» Requirement
Transcribe, exactly as they appear, only the lines from the one holding "hub list, and" through the end of the entries below.

[Listed records — start]

//! Tunnel Topology Definitions
//!
//! This crate defines the node identity and hub data model, the deterministic
//! port allocator, and the topology builder for the Orizon tunnel system.
//!
//! Everything here is pure: given the same node identity, hub list, and
//! application port map, the same topology comes out, byte for byte. The
//! native provisioner and every generated install script consume this one
//! implementation, so hub-side expectations and agent-side behavior cannot
//! drift apart.

pub mod allocator;
pub mod builder;
pub mod hub;
pub mod model;

pub use allocator::{hash32, DerivedPorts, PortAllocator};
pub use builder::build;
pub use hub::{parse_hub_list, HubServer};
pub use model::{
    AppPorts, HubBindings, NodeIdentity, PortBinding, PortOverride, TopologyError, TunnelRole,
    TunnelTopology,
};

/// Base of the system-metrics remote port range (9000..=9999)
pub const SYSTEM_PORT_BASE: u16 = 9000;

/// Width of the system-metrics remote port range
pub const SYSTEM_PORT_SPAN: u32 = 1000;

/// Base of the terminal/app remote port range (10000..=59999)
pub const DYNAMIC_PORT_BASE: u16 = 10000;

/// Width of the terminal/app remote port range
pub const DYNAMIC_PORT_SPAN: u32 = 50000;

/// Default SSH port on a hub when the hub list omits one
pub const DEFAULT_HUB_SSH_PORT: u16 = 22;

/// Default local port exposed by the System role (node metrics endpoint)
pub const DEFAULT_SYSTEM_LOCAL_PORT: u16 = 9100;

/// Default local port exposed by the Terminal role (local sshd)
pub const DEFAULT_TERMINAL_LOCAL_PORT: u16 = 22;

/// Default local port exposed by the Https role (local status page)
pub const DEFAULT_HTTPS_LOCAL_PORT: u16 = 443;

[Listed records — finish]

» Response area
//! Everything here is pure: given the same node identity, hub list, and
//! application port map, the same topology comes out, byte for byte. The
//! native provisioner and every generated install script consume this one
//! implementation, so hub-side expectations and agent-side behavior cannot
//! drift apart.

pub mod allocator;
pub mod builder;
pub mod hub;
pub mod model;

pub use allocator::{hash32, DerivedPorts, PortAllocator};
pub use builder::build;
pub use hub::{parse_hub_list, HubServer};
pub use model::{
    AppPorts, HubBindings, NodeIdentity, PortBinding, PortOverride, TopologyError, TunnelRole,
    TunnelTopology,
};

/// Base of the system-metrics remote port range (9000..=9999)
pub const SYSTEM_PORT_BASE: u16 = 9000;

/// Width of the system-metrics remote port range
pub const SYSTEM_PORT_SPAN: u32 = 1000;

/// Base of the terminal/app remote port range (10000..=59999)
pub const DYNAMIC_PORT_BASE: u16 = 10000;

/// Width of the terminal/app remote port range
pub const DYNAMIC_PORT_SPAN: u32 = 50000;

/// Default SSH port on a hub when the hub list omits one
pub const DEFAULT_HUB_SSH_PORT: u16 = 22;

/// Default local port exposed by the System role (node metrics endpoint)
pub const DEFAULT_SYSTEM_LOCAL_PORT: u16 = 9100;

/// Default local port exposed by the Terminal role (local sshd)
pub const DEFAULT_TERMINAL_LOCAL_PORT: u16 = 22;

/// Default local port exposed by the Https role (local status page)
pub const DEFAULT_HTTPS_LOCAL_PORT: u16 = 443;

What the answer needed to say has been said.